Herbert William Henry Tyler
Leslie Case’s Father
My father joined 7th Battalion The Leicestershire Regiment at the beginning of the war in September 1914, when he was 22 years old. He never spoke about the First World War to me or my brother and sisters and it was only after he died in 1970, when we found the letters he had written to his parents during the war, that we began to piece together his army career.
Father was promoted to Lieutenant in 1915 and embarked for France in July of that year. He was employed as the bombing Officer of the Battalion which by then was part of the 110th Brigade. Father was awarded the Military Cross for his bravery on 3rd July 1917 and was twice Mentioned in Despatches. Unfortunately I have not been able to find the citations that accompanied these awards so I do not know what he did in battle to get them.
In late September 1916 he commanded D & C Coys 7th Battalion in an attack on Gird Trench near Gueudecourt, which succeeded with only 5 casualties, in taking 371 German prisoners. Father was promoted to the rank of Major on 7th June 1917 and later to Acting Colonel, becoming the youngest person to hold this rank at that time.Father saw a lot of action in 1918; he was involved in the retreat at Ypres in March, in action on the Marne in May, in August he commanded the 7th Battalion in the initial offensive at Thiepval Ridge and saw continuous fighting during the German retreat in September. Later that month father took command of 9th Battalion The Kings Own Yorkshire Light Infantry for two months, during which time that Battalion successfully attacked the Beaurevoir Line.

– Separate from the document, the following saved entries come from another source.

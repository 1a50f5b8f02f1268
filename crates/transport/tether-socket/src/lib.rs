#![doc = r#"
# tether-socket

## 设计动机（Why）
- 以 Tokio + `socket2` 实现真实的 TCP 连接工厂与监听器，供生产环境与跨进程测试使用；
- 原始套接字通过能力包中的 [`SocketHandle`] 暴露，而不是扩宽基础连接契约。

## 核心契约（What）
- [`SocketConnectionFactory`]：`connect` 把通配目标替换为回环地址，任何失败分支都会先关闭套接字；
- [`SocketConnectionListener`]：单次 `accept` 的取消返回 `Cancelled` 而监听器保持可用，
  释放监听器让在途 `accept` 返回 `Ok(None)`；
- [`SocketStream`]：读写半部独立加锁，支持分散/聚集 IO 与写方向半关闭。
"#]

mod config;
mod connection;
pub mod error;
mod factory;
mod listener;
mod stream;

pub use config::{AddressFamily, SocketConfig};
pub use connection::{SocketConnection, SocketHandle};
pub use factory::SocketConnectionFactory;
pub use listener::SocketConnectionListener;
pub use stream::SocketStream;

When the Territorial force was reconstructed into the Territorial Army in 1920 he was persuaded to join 4th Leicesters (TA) as company commander, a post he held from 1922 until 1930. During the Second World War father commanded the City of Leicester Bttn. Home Guard.
I have recently discovered that the letter father wrote on 16th July 1916 was printed in several newspapers around the country including publications as far away as The Dundee Evening Telegraph and The Western Daily Press. How this came about I do not know.